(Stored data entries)
■ ■ ■ ■ ■

//! setlap - set combination and overlap analysis in Rust
//!
//! Turn tagged elements into named sets, derive their intersections, unions
//! or distinct intersections, and answer overlap questions, optionally from
//! an element-free snapshot.
//!
//! # Example
//!
//! ```
//! use setlap::prelude::*;
//!
//! let elements = vec![
//!     (1, vec!["A", "C"]),
//!     (2, vec!["A"]),
//!     (3, vec!["A", "B", "C"]),
//!     (4, vec!["A", "B", "C"]),
//!     (5, vec!["B"]),
//! ];
//! let config = SetlapConfig::new()
//!     .with_kind(CombinationType::DistinctIntersection)
//!     .with_sets(SetPostprocess::new().with_order(SortKey::name()));
//! let result = setlap::analyze(&elements, |e| e.1.clone(), &config).unwrap();
//!
//! let names: Vec<_> = result.combinations.iter().map(|c| c.name()).collect();
//! assert_eq!(names, ["A", "B", "(A ∩ C)", "(A ∩ B ∩ C)"]);
//! ```

pub use setlap_core::{
    codec, power_set, set_indices, Algorithm, CombinationType, Compress, GenerateOptions,
    OverlapMetric, Result, Set, SetCombination, SetIndices, SetLike, SetLikeInfo, SetLikeKey,
    SetLikeKind, SetPostprocess, SetlapError, SortDirection, SortField, SortKey, Universe,
};

pub use setlap_engine::{
    default_overlap_function, extract_combinations, extract_combinations_from_sets,
    extract_combinations_with_sets, extract_sets, extract_sets_with, generate,
    generate_combinations, generate_combinations_incremental, generate_overlap_function,
    generate_overlap_lookup, generate_overlap_lookup_by, generate_overlap_lookup_function,
    ExtractOptions, Extracted, OverlapFunction, OverlapLookup, OverlapMatrix,
};

pub use setlap_dump::{
    create_dump, create_dump_by, create_static_dump, create_static_dump_by, load_dump,
    load_static_dump, Dump, DumpError, DumpOptions, DumpSource, LoadedDump, Query, Selection,
    StaticDump, StaticDumpOptions, StaticSnapshot,
};

pub use setlap_config::{ConfigError, SetlapConfig};

#[cfg(feature = "console")]
pub mod console;

use std::hash::Hash;

/// Extracts sets and combinations as configured.
///
/// Sets are taken from the element memberships and postprocessed with
/// `config.sets`. Combinations come from the configured generator;
/// `composite` is extracted from the same memberships under the same degree
/// range, ordering and limit.
///
/// # Errors
///
/// Fails when the generation options are rejected by the generator.
pub fn analyze<E, A, I, S>(
    elements: &[E],
    accessor: A,
    config: &SetlapConfig,
) -> Result<Extracted<E>>
where
    E: Clone + Eq + Hash,
    A: Fn(&E) -> I,
    I: IntoIterator<Item = S>,
    S: AsRef<str>,
{
    let sets = extract_sets_with(elements, accessor, &config.sets);
    let combinations = generate(
        &sets,
        &config.generation,
        Universe::Elems(elements),
        config.algorithm,
    )?;
    Ok(Extracted { sets, combinations })
}

pub mod prelude {
    pub use super::{
        Algorithm, CombinationType, Compress, GenerateOptions, OverlapMetric, Set, SetCombination,
        SetLike, SetLikeInfo, SetPostprocess, SetlapConfig, SortKey, Universe,
    };
    pub use super::{
        default_overlap_function, extract_combinations, extract_sets, generate_combinations,
        generate_combinations_incremental,
    };
}

#[cfg(test)]
mod tests {
    use super::*;
    use setlap_test::three_tagged;

    #[test]
    fn test_analyze_intersections() {
        let elements = three_tagged();
        let result = analyze(&elements, |e| e.1.clone(), &SetlapConfig::default()).unwrap();
        let names: Vec<_> = result.sets.iter().map(|s| s.name()).collect();
        assert_eq!(names, ["A", "C", "B"]);
        assert_eq!(result.combinations.len(), 7);
    }

    #[test]
    fn test_analyze_with_direct_generator_and_limit() {
        let elements = three_tagged();
        let config = SetlapConfig::new()
            .with_algorithm(Algorithm::Direct)
            .with_kind(CombinationType::DistinctIntersection)
            .with_order(SortKey::cardinality())
            .with_limit(1);
        let result = analyze(&elements, |e| e.1.clone(), &config).unwrap();
        assert_eq!(result.combinations.len(), 1);
        assert_eq!(result.combinations[0].cardinality(), 2);
    }

    #[test]
    fn test_analyze_composite_uses_extraction() {
        let elements = three_tagged();
        let config = SetlapConfig::new().with_kind(CombinationType::Composite);
        let result = analyze(&elements, |e| e.1.clone(), &config).unwrap();
        assert!(result
            .combinations
            .iter()
            .all(|c| c.combination_type() == CombinationType::Composite));
        assert_eq!(result.combinations.len(), 7);
    }

    #[test]
    fn test_analyze_composite_honors_degree_range() {
        let elements = three_tagged();
        let config = SetlapConfig::new()
            .with_kind(CombinationType::Composite)
            .with_degree_range(2, 2);
        let result = analyze(&elements, |e| e.1.clone(), &config).unwrap();
        let names: Vec<_> = result.combinations.iter().map(|c| c.name()).collect();
        assert_eq!(names, ["(A ∩ C)", "(A ∩ B)", "(C ∩ B)"]);
        let cardinalities: Vec<_> = result
            .combinations
            .iter()
            .map(|c| c.cardinality())
            .collect();
        assert_eq!(cardinalities, [3, 2, 3]);

        let mut strict = config.with_degree_range(3, 1);
        strict.generation.strict = true;
        let err = analyze(&elements, |e| e.1.clone(), &strict).unwrap_err();
        assert_eq!(err, SetlapError::InvalidRange { min: 3, max: 1 });
    }

    #[test]
    fn test_analyze_empty_keeps_outside_elements() {
        let elements = three_tagged();
        let mut config = SetlapConfig::new();
        config.generation.empty = true;
        config.generation.max = Some(1);
        let result = analyze(&elements, |e| e.1.clone(), &config).unwrap();
        assert_eq!(result.combinations[0].name(), "()");
        assert_eq!(result.combinations[0].elems(), &[(8, vec![])]);
    }
}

■ ■ ■ ■ ■

*TASK GOAL*
All lines above with "names" in them should be returned.

*ANSWER TO THE PROBLEM*
//! let names: Vec<_> = result.combinations.iter().map(|c| c.name()).collect();
//! assert_eq!(names, ["A", "B", "(A ∩ C)", "(A ∩ B ∩ C)"]);
        let names: Vec<_> = result.sets.iter().map(|s| s.name()).collect();
        assert_eq!(names, ["A", "C", "B"]);
        let names: Vec<_> = result.combinations.iter().map(|c| c.name()).collect();
        assert_eq!(names, ["(A ∩ C)", "(A ∩ B)", "(C ∩ B)"]);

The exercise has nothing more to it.